Il reggae salentino ha mantenuto la sua dimensione originaria: siamo partiti come espressione locale che attraverso la dance hall è riuscita a crearsi uno spazio dove la musica oltre ad essere sacrosanto divertimento è anche denuncia sociale. I nostri messaggi e la nostra narrazione canora parlano del presente, sono rivolti al futuro ma usa il linguaggio della cultura e della storia di cui la nostra terra è pregna. Il reggae salentino è riuscito a risvegliare il dialetto e con esso la cultura millenaria delle tarante e della musica popolare, una musica popolare non più stantia e reiterata, ma attiva e rigenerata. Brani come Beddhra Carusa e Le radici Ca Tieni solo l’esempio di una contaminazione possibile e vincente, una contaminazione che parte dal basso e si mantiene nel tempo, parte dall’underground ma riesce a battere quel main stream che oggi spaccia tormentoni che durano appena un paio di settimane.
Tutto nasce alla fine degli anni ’80. Il Salento di quegli anni stava per perdere il dialetto, una lingua ritenuta vetusta e fonte di ignoranza, relegata ad ambienti poveri e poco compatibili con tutto ciò che proveniva dalle neonate tv private che promuovevano la vita metropolitana deridendo la provincia. Erano gli anni della milano-da-bere, dei paninari e di una gioventù che iniziava ad attaccarsi morbosamente alle griffes. In questi anni il Salento stava conoscendo gli anni più tristi della sua storia: con l’avvento dell’eroina era nata anche la mafia salentina, la Sacra Corona Unita. Le piazze dove eravamo cresciuti si erano trasformate in zone di spaccio e sparatorie. Molti dei nostri amici erano caduti in questa guerra e per noi diventò normale schierarci contro. Lo facemmo pacificamente, con la musica, ma questo ci permise di prendere posizione e avere dalla nostra parte tutta quella generazione che non si riconosceva nella violenza. Successivamente la nostra musica diventò anche un’oasi per coloro che volevano farla finita con l’eroina e con la mafia. Ma non sono solo le ragioni sociali ad aver permesso a questo fenomeno di esplodere. Le ragioni culturali hanno avuto un ruolo assai più importante perché abbiamo capito che la nostra terra – nonostante negli ultimi 160 anni sia stata ridotta a recitare il ruolo di Meridione – è capace di raccontare una cultura millenaria che spazia dai Messapi, alle prime colonie minoiche sino a Bizantini e ai giorni nostri. Questo bagaglio culturale è ancora presente nella nostra storia e anche nella nostra narrazione canora. Ci permette di dire che il passato e la tradizione sono il futuro di questa terra.
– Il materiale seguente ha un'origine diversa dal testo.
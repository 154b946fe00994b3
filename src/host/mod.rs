//! Outbound calls to the host application
//!
//! The scanner never waits on the host: every request is a fire-and-forget [`HostCall`]
//! handed to a [`HostBridge`]. Calls serialize as `{"function": ..., "args": ...}`.

use crate::catalog::RecordedStep;
use crate::inspector::InteractionEvent;
use crate::scan::ElementRecord;
use log::info;
use serde::{Deserialize, Serialize};
use std::sync::Mutex;

/// One request to the host
#[derive(Debug, Clone, PartialEq, Serialize, Deserialize)]
#[serde(tag = "function", content = "args")]
pub enum HostCall {
    #[serde(rename = "open_browser")]
    OpenBrowser { browser: String },

    #[serde(rename = "scan")]
    Scan,

    #[serde(rename = "execute_monkey_test")]
    MonkeyTest,

    #[serde(rename = "save_to_file")]
    SaveElements { elements: Vec<ElementRecord> },

    #[serde(rename = "execute_highlight")]
    HighlightElements { elements: Vec<ElementRecord> },

    #[serde(rename = "open_config")]
    OpenConfig,

    #[serde(rename = "describe_element")]
    DescribeElement(InteractionEvent),

    #[serde(rename = "update_element")]
    UpdateElement { name: String, xpath: String },

    #[serde(rename = "generate_output")]
    GenerateOutput { format: String },

    #[serde(rename = "capture_screen")]
    CaptureScreenshot,

    #[serde(rename = "reset_recorder_steps")]
    ResetSteps,

    #[serde(rename = "delete_step_card")]
    DeleteStep { index: usize },

    #[serde(rename = "reorder_cards")]
    ReorderSteps { steps: Vec<RecordedStep> },

    #[serde(rename = "record_step")]
    RecordStep(RecordedStep),
}

impl HostCall {
    /// Wire name of the function being called
    pub fn function(&self) -> &'static str {
        match self {
            HostCall::OpenBrowser { .. } => "open_browser",
            HostCall::Scan => "scan",
            HostCall::MonkeyTest => "execute_monkey_test",
            HostCall::SaveElements { .. } => "save_to_file",
            HostCall::HighlightElements { .. } => "execute_highlight",
            HostCall::OpenConfig => "open_config",
            HostCall::DescribeElement(_) => "describe_element",
            HostCall::UpdateElement { .. } => "update_element",
            HostCall::GenerateOutput { .. } => "generate_output",
            HostCall::CaptureScreenshot => "capture_screen",
            HostCall::ResetSteps => "reset_recorder_steps",
            HostCall::DeleteStep { .. } => "delete_step_card",
            HostCall::ReorderSteps { .. } => "reorder_cards",
            HostCall::RecordStep(_) => "record_step",
        }
    }
}

/// Fire-and-forget channel to the host
pub trait HostBridge {
    fn call(&self, call: HostCall);
}

/// Bridge that keeps every call, for driving the scanner without a host
#[derive(Debug, Default)]
pub struct RecordingBridge {
    calls: Mutex<Vec<HostCall>>,
}

impl RecordingBridge {
    pub fn new() -> Self {
        Self::default()
    }

    /// Calls made so far, oldest first
    pub fn calls(&self) -> Vec<HostCall> {
        self.calls.lock().map(|calls| calls.clone()).unwrap_or_default()
    }
}

impl HostBridge for RecordingBridge {
    fn call(&self, call: HostCall) {
        if let Ok(mut calls) = self.calls.lock() {
            calls.push(call);
        }
    }
}

/// Bridge that only logs
#[derive(Debug, Default, Clone, Copy)]
pub struct LogBridge;

impl HostBridge for LogBridge {
    fn call(&self, call: HostCall) {
        match serde_json::to_string(&call) {
            Ok(json) => info!("Host call {}", json),
            Err(_) => info!("Host call {}", call.function()),
        }
    }
}

#[cfg(test)]
mod tests {
    use super::*;
    use serde_json::json;

    #[test]
    fn test_wire_format() {
        let call = HostCall::UpdateElement {
            name: "input_1234567890".to_string(),
            xpath: "//input[@id=\"q\"]".to_string(),
        };
        let value = serde_json::to_value(&call).unwrap();

        assert_eq!(
            value,
            json!({
                "function": "update_element",
                "args": {"name": "input_1234567890", "xpath": "//input[@id=\"q\"]"}
            })
        );
        assert_eq!(call.function(), "update_element");
    }

    #[test]
    fn test_unit_variant_wire_format() {
        let value = serde_json::to_value(HostCall::Scan).unwrap();
        assert_eq!(value, json!({"function": "scan"}));

        let call = json!({"function": "delete_step_card", "args": {"index": 2}});
        let back: HostCall = serde_json::from_value(call).unwrap();
        assert_eq!(back, HostCall::DeleteStep { index: 2 });
    }

    #[test]
    fn test_recording_bridge() {
        let bridge = RecordingBridge::new();
        bridge.call(HostCall::CaptureScreenshot);
        bridge.call(HostCall::ResetSteps);

        let functions: Vec<&str> = bridge.calls().iter().map(HostCall::function).collect();
        assert_eq!(functions, vec!["capture_screen", "reset_recorder_steps"]);
    }
}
Sicuramente il reggae è ormai un’icona imprescindibile della nostra terra. Durante l’estate, sia sulle spiagge che nelle masserie risuona la nostra musica. I turisti amano vivere la loro vacanza abbinando il mare, la campagna con il buon vino, il buon cibo, Le radici ca tieni e Sciamu a ballare.
Come già detto, quando iniziammo a suonare alla fine degli ’80 il Salento non esisteva. Cantare in dialetto era considerato un delitto culturale. Allo stesso modo era vissuta la condizione di far parte del meridione. Oggi invece la consapevolezza della nostra cultura ci rende più disposti ad affrontare i problemi per risolverli. Spesso i concerti radunano masse critiche di un pubblico che vuole farsi forza con i messaggi che lanciamo. Abbiamo sollevato le crisi ambientali della nostra terra, abbiamo incoraggiato le nuove generazioni a dare tutto per la nostra terra, abbiamo fatto riscoprire la gioia di appartenere ad una storia che prima era frutto di vergogne e frustrazioni. Questa storia si chiama Sud. Anche per questo ci chiamiamo Sud Sound System.
La nostra esperienza musicale ha incoraggiato tantissimi artisti locali. Prima della nostra avventura gli unici artisti salentini ad aver sfondato il mercato discografico c’erano solo Al Bano e Franco Simone. Poi si è aperta una porta e la discografia italiana ha iniziato a parlare in salentino. Indubbiamente sono i Negramaro ad aver raggiunto le vette più alte, con il merito di essere partiti dal basso, facendo una gavetta che ha dato spessore alla loro musica. Tra i gruppi affini alla nostra esperienza musicale ci sono gli Apres la Classe ormai veterani, che mixano ritmi latini con lo ska-punk e i Boomdabash, nati anche loro dalle dancehall. Anche i talent non hanno potuto fare a meno di prendere in considerazione il Salento dove a dominare ci sono state Emma Marrone e Alessandra Amoroso, talent show dove spesso sono stati proposti i nostri brani più famosi.
Al di fuori di questi circuiti?
Oltre al mainstream c’è una scena molto interessante che ha reso moderna la tradizione della taranta con contaminazioni sorprendenti a partire dal Canzoniere Grecanico Salentino in cui canta la nostra Alessia Tondo (voce ipnotica dell’intro del brano Le Radici Ca Tieni); oppure Antonio Castrignanò dotato di estro e carisma unici. E poi c’è Enzo Petrachi, figlio di Bruno, vero mattatore della musica popolare leccese che nel suo repertorio ha raccontato con spensieratezza e calore la nostra comunità. Il Salento è anche balkan jazz capeggiato dall’istrionico maestro Cesare dell’Anna. Ma non basta: il salento è una terra di ottimi “fiati” dove molti artisti che hanno collaborato con noi sono poi conta bravissimi musicisti come Cesare Blandini e Gianluca Ria che vanno in tour con Manu Chao o Luca Manno (nostro prezioso collaboratore) che ha affrontato tour internazionali con Richie Stephens. E proprio su Richie Stephens aprirei una parentesi perché con lui abbiamo avuto l’opportunità di fare due tour in Giamaica (2016 -2017) con al seguito la nostra Bag-a-Riddim band che insieme alla star giamaicana ha cambiato nome in Ska Nation (con l’ingresso di Gianluca Ria al trombone e il grande Luca Manno al Sax) con i quali ha composto anche l’album INTERNATIONALLY (che prende il nome dal brano omonimo cantato insieme a noi SSS), un progetto che è stato curato da Papa Leu ormai da anni al nostro fianco come selecta, arrangiatore e chitarrista della Bag-a-Riddim Band e che oltretutto insieme a Rankin Lele formano Adriatic Sound, una tra le band più longeve e affermante della scena reggae-dance hall salentina. La collaborazione con Richie Stephens tra l’altro è una delle innumerevoli che in questi anni abbiamo portato nel nostro studio e annovera nomi come Freddy McGregor, Luciano the Messenjah, Capleton, Sizzla, Antony B e tantissimi altri.